### What you have to do
The word "GenerateResponse" may appear in some of the lines below. State how many lines contain it, and write only that number.

[Collected data entries]
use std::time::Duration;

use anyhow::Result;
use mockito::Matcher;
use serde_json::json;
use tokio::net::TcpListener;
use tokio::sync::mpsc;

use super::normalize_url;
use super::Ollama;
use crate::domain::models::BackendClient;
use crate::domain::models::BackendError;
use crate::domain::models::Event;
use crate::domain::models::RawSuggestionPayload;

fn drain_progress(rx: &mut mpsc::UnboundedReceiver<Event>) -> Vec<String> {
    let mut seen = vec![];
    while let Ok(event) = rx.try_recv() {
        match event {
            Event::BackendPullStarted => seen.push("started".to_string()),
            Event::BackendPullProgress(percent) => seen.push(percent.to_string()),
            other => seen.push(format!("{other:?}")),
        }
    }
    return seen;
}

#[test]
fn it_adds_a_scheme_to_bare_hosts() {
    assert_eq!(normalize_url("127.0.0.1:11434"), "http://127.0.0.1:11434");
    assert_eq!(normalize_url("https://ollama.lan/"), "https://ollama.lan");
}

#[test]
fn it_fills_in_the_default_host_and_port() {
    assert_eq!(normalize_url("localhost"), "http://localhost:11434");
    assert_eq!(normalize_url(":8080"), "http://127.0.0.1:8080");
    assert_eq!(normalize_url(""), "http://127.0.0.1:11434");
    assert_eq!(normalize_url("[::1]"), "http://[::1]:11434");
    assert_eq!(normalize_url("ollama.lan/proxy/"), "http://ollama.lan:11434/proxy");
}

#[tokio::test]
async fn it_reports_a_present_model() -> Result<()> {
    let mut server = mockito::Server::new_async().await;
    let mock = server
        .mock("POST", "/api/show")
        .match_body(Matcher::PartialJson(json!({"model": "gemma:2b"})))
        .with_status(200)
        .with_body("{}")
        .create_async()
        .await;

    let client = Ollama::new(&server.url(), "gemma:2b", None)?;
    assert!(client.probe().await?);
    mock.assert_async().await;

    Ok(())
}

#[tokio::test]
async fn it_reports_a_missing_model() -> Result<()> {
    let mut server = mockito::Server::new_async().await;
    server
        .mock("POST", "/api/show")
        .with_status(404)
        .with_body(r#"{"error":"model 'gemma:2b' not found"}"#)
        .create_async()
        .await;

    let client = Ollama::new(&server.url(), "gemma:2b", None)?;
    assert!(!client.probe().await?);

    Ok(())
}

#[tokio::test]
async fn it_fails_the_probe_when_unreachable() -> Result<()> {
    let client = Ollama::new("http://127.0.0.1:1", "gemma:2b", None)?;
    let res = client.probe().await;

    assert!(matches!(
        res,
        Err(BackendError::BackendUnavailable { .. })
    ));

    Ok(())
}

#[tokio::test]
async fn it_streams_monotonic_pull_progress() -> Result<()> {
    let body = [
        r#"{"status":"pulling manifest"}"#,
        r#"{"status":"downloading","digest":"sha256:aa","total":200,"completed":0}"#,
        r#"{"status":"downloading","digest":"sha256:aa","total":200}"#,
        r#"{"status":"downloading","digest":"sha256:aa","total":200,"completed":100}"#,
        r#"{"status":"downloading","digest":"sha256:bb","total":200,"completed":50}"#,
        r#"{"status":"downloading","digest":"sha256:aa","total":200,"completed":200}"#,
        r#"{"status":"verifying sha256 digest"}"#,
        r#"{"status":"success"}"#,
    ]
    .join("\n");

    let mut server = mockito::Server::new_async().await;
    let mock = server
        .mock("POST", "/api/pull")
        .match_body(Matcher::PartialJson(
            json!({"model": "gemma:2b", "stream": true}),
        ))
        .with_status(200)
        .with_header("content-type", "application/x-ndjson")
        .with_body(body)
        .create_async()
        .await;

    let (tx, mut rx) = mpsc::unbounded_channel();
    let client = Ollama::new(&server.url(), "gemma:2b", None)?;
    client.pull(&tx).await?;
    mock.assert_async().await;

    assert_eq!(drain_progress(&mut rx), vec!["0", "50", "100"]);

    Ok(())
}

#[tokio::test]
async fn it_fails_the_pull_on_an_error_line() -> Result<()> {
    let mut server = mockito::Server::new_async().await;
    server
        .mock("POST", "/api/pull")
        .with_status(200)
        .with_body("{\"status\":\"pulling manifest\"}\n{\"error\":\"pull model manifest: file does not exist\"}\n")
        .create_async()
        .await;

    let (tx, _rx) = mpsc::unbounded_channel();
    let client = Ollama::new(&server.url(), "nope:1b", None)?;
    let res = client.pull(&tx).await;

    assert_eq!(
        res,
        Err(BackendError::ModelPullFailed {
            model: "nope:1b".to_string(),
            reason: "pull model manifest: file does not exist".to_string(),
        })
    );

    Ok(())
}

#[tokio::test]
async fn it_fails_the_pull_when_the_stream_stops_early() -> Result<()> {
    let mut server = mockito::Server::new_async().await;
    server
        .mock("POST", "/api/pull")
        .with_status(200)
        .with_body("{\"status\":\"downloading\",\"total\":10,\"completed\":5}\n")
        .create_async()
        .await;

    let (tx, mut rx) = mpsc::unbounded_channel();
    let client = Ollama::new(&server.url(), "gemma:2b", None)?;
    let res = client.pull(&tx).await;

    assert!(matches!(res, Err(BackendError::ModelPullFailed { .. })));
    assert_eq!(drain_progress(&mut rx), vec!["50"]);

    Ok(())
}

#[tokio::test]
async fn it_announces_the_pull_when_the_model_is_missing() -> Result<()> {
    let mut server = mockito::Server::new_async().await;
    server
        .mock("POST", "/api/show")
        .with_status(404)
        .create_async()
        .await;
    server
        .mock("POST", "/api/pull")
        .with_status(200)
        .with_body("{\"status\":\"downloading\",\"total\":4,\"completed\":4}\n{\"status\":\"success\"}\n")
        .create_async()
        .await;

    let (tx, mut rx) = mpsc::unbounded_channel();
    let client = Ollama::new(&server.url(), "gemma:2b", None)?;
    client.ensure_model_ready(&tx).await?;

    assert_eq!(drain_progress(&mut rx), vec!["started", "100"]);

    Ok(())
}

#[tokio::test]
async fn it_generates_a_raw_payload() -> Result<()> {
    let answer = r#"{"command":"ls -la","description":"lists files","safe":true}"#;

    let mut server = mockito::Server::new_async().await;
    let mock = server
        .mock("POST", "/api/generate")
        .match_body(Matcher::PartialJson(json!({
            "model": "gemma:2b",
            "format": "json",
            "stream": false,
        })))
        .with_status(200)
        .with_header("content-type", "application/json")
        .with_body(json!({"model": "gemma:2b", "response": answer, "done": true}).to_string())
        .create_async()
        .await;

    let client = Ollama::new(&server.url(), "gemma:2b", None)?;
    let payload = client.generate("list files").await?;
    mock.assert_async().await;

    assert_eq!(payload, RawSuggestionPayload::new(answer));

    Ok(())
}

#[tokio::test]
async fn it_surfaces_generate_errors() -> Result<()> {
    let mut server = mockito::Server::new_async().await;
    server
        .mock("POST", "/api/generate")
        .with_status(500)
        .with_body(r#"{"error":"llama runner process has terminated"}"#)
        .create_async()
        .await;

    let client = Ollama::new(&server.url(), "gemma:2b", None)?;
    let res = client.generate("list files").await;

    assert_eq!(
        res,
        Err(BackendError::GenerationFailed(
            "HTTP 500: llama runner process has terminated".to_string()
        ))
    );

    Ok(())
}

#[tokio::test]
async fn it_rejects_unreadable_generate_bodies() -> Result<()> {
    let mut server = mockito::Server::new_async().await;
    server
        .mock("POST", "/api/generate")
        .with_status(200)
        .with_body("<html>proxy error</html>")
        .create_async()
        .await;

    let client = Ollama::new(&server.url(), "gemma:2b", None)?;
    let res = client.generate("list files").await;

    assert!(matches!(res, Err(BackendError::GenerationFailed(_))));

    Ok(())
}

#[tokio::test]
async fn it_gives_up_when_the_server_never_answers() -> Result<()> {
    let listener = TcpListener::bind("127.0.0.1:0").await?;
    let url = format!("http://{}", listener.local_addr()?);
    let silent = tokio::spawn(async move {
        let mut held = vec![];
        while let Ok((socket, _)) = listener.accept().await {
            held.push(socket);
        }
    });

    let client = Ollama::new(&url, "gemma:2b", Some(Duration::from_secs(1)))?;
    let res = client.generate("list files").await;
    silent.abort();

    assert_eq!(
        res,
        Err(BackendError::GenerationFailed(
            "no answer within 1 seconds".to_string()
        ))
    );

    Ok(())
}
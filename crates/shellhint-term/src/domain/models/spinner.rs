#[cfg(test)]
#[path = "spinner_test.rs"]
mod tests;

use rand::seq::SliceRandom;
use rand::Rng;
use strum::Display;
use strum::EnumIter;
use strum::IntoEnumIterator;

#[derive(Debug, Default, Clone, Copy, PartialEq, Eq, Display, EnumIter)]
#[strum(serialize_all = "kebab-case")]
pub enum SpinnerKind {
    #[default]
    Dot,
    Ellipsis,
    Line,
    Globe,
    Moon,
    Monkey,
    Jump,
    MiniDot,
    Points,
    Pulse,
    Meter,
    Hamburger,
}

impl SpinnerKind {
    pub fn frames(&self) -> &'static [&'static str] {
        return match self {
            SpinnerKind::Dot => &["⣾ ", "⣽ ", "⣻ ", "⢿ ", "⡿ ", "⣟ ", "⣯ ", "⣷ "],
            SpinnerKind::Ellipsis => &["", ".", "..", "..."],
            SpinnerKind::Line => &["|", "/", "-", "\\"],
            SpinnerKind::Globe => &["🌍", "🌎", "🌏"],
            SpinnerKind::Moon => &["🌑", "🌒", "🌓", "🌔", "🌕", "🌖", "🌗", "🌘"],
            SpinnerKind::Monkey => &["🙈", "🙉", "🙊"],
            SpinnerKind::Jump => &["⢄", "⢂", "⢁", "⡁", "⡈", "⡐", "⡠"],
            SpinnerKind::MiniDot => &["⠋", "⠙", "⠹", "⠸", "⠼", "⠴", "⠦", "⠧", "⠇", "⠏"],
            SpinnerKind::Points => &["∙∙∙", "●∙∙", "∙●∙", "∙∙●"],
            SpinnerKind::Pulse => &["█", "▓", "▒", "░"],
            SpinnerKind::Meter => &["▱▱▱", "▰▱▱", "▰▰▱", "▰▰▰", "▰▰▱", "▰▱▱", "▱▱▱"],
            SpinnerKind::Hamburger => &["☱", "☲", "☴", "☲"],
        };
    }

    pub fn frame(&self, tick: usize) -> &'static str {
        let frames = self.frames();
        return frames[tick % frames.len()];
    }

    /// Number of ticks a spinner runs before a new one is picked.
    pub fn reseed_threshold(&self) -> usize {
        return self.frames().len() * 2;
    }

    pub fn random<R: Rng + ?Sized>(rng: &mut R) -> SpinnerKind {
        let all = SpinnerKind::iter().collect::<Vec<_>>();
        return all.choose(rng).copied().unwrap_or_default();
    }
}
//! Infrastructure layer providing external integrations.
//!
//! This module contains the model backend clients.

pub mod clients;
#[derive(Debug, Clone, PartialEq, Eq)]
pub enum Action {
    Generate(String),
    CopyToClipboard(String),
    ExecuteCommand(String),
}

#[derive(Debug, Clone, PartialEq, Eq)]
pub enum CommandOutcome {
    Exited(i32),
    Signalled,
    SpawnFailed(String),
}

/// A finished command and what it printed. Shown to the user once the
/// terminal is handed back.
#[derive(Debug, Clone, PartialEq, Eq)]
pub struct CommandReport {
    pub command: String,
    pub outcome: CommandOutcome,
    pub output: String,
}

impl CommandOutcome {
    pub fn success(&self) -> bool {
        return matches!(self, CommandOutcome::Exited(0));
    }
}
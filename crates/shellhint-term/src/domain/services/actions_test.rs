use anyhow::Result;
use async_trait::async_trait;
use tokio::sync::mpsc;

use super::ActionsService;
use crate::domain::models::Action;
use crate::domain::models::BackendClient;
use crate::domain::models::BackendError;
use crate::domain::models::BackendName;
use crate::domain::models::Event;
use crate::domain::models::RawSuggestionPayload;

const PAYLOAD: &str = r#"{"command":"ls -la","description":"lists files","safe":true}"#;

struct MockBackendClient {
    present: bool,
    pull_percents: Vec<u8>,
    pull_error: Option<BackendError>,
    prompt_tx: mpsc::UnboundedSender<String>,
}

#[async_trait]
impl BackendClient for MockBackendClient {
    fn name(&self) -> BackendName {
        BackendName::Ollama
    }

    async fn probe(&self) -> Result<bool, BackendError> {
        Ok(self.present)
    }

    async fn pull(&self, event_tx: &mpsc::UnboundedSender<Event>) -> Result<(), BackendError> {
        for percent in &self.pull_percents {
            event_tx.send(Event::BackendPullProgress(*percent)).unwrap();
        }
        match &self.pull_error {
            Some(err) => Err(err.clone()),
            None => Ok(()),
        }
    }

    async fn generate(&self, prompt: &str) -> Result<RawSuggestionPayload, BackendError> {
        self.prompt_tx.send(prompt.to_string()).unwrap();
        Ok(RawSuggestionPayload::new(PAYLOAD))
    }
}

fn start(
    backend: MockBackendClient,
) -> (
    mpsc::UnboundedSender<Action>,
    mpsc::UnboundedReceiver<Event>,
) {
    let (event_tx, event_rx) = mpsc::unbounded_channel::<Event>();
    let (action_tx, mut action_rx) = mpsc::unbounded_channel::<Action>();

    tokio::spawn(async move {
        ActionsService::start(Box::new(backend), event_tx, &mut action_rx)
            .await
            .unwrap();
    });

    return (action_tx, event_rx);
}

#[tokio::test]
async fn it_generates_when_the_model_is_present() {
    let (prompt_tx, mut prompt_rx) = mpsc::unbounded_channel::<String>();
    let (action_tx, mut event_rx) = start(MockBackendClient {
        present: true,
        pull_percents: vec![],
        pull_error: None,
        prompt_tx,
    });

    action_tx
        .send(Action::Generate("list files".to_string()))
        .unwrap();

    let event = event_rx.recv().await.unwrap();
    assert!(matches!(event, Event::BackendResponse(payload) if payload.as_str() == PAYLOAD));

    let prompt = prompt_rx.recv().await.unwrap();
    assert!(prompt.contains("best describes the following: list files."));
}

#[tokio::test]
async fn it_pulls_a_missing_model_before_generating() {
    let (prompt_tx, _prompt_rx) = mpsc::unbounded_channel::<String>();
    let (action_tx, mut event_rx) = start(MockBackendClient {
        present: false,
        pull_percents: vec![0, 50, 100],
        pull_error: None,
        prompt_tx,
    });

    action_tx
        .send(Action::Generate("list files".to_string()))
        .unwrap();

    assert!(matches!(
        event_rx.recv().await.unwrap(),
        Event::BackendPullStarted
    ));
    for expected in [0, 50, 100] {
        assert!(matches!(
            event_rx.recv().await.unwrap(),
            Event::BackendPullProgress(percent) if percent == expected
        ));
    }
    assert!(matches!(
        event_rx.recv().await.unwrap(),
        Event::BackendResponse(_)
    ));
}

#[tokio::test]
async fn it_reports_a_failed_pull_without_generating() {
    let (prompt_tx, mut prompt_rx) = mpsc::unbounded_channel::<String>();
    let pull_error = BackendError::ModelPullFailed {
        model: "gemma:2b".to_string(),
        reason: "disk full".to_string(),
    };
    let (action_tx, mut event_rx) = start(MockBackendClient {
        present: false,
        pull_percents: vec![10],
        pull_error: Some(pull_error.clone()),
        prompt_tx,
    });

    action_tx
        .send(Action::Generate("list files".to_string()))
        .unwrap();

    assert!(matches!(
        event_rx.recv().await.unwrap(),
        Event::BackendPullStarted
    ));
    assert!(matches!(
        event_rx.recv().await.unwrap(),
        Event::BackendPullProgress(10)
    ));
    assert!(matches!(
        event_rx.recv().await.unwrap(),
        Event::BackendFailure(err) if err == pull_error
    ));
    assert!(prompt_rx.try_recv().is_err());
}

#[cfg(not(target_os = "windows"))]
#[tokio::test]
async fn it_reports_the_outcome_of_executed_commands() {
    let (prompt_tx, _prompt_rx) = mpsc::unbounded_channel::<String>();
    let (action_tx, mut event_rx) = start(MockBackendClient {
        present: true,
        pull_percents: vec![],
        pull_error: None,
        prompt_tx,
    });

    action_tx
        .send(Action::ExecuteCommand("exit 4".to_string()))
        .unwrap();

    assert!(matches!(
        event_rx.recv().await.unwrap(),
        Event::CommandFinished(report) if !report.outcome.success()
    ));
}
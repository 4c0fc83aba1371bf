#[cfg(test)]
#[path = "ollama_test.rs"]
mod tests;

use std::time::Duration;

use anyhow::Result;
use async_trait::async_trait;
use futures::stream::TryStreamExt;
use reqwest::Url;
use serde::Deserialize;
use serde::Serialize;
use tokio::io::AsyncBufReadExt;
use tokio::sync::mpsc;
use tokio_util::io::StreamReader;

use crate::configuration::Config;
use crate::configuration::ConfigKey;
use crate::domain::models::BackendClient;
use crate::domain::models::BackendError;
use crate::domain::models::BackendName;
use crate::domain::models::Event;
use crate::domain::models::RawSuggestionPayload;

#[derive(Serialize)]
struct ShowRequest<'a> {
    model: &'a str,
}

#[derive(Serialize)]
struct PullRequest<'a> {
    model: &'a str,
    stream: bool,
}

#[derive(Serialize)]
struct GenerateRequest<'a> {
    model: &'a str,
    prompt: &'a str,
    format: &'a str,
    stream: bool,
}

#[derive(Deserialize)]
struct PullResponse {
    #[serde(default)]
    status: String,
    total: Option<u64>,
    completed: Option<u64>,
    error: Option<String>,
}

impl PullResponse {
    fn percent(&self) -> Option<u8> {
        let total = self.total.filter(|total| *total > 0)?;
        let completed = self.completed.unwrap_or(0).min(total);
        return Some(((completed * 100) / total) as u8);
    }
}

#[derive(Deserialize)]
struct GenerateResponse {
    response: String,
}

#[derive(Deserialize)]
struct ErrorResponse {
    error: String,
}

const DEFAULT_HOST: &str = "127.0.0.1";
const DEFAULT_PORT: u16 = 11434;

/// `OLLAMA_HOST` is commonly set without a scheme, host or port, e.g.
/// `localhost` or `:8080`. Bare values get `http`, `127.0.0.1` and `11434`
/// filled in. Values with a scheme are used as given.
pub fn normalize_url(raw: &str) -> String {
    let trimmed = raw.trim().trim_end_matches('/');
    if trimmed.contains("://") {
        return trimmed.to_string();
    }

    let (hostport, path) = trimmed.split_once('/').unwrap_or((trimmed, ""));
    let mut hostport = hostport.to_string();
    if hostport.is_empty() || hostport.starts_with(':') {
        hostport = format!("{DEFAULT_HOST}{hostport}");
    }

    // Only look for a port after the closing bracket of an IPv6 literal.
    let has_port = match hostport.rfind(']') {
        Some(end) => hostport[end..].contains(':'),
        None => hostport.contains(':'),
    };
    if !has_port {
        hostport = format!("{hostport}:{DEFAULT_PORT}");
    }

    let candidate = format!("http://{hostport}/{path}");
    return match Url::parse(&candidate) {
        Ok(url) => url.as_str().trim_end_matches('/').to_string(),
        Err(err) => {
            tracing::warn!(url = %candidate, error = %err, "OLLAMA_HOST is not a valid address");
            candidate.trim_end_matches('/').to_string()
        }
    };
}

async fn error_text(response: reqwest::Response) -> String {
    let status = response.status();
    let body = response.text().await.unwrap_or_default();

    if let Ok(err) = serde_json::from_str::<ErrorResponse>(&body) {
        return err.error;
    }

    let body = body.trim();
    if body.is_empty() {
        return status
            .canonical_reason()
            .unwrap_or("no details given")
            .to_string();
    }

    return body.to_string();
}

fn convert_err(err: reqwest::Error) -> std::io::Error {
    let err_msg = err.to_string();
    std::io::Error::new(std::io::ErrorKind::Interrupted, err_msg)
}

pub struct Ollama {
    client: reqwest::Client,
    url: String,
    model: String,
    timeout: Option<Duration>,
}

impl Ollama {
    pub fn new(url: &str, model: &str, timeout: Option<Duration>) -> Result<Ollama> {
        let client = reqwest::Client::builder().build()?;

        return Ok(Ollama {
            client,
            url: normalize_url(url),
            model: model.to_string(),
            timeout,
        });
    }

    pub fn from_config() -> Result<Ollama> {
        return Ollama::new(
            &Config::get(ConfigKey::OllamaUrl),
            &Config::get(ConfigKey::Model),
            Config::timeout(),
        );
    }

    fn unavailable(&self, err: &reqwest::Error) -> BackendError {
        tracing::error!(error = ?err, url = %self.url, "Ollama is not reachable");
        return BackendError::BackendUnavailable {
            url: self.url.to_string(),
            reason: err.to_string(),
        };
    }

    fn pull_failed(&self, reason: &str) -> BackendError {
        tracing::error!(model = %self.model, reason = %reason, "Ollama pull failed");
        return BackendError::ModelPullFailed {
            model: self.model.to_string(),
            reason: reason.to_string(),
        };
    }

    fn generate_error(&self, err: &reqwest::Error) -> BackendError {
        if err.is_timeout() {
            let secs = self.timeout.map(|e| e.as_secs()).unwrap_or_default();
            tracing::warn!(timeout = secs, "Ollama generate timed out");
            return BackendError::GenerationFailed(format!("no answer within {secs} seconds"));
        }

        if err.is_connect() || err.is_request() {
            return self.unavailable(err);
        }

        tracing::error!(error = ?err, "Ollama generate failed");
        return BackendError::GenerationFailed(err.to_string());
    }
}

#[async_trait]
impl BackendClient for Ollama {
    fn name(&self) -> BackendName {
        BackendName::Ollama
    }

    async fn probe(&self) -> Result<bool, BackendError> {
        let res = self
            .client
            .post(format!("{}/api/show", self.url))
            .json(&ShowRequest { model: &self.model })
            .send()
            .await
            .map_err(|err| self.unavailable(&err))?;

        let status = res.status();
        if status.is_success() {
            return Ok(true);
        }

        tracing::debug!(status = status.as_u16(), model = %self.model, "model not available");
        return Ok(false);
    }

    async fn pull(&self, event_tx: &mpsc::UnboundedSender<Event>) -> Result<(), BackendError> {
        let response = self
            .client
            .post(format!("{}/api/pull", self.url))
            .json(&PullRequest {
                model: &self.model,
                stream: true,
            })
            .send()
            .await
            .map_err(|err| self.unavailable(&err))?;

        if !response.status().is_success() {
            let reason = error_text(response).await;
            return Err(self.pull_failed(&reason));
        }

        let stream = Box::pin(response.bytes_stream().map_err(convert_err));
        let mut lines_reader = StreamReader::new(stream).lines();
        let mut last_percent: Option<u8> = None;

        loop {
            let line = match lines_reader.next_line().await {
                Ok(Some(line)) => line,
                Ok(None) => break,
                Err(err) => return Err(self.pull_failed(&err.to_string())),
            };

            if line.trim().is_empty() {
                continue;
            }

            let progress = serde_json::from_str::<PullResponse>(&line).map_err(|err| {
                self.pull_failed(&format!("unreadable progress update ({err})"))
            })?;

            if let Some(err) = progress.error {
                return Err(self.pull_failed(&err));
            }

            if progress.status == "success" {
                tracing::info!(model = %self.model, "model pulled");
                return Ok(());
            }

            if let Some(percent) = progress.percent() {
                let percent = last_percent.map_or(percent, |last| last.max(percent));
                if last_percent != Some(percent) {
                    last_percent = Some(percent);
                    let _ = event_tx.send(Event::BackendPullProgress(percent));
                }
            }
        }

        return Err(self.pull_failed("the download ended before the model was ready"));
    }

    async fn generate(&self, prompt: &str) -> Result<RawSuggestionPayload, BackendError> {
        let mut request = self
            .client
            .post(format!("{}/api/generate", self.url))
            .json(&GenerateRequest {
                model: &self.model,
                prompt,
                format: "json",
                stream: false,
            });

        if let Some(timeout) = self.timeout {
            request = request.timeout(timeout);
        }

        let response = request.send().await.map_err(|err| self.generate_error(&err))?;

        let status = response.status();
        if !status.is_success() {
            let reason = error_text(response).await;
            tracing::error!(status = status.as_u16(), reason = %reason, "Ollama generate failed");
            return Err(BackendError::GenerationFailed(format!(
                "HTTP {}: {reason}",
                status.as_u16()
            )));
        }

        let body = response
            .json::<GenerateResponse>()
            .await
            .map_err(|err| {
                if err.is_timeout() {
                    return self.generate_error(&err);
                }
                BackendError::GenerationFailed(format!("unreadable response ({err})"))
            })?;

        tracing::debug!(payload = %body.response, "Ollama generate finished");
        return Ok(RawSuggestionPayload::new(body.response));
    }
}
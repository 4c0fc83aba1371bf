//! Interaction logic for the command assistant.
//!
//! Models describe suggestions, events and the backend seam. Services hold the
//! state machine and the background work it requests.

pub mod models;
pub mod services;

### Exercise response
2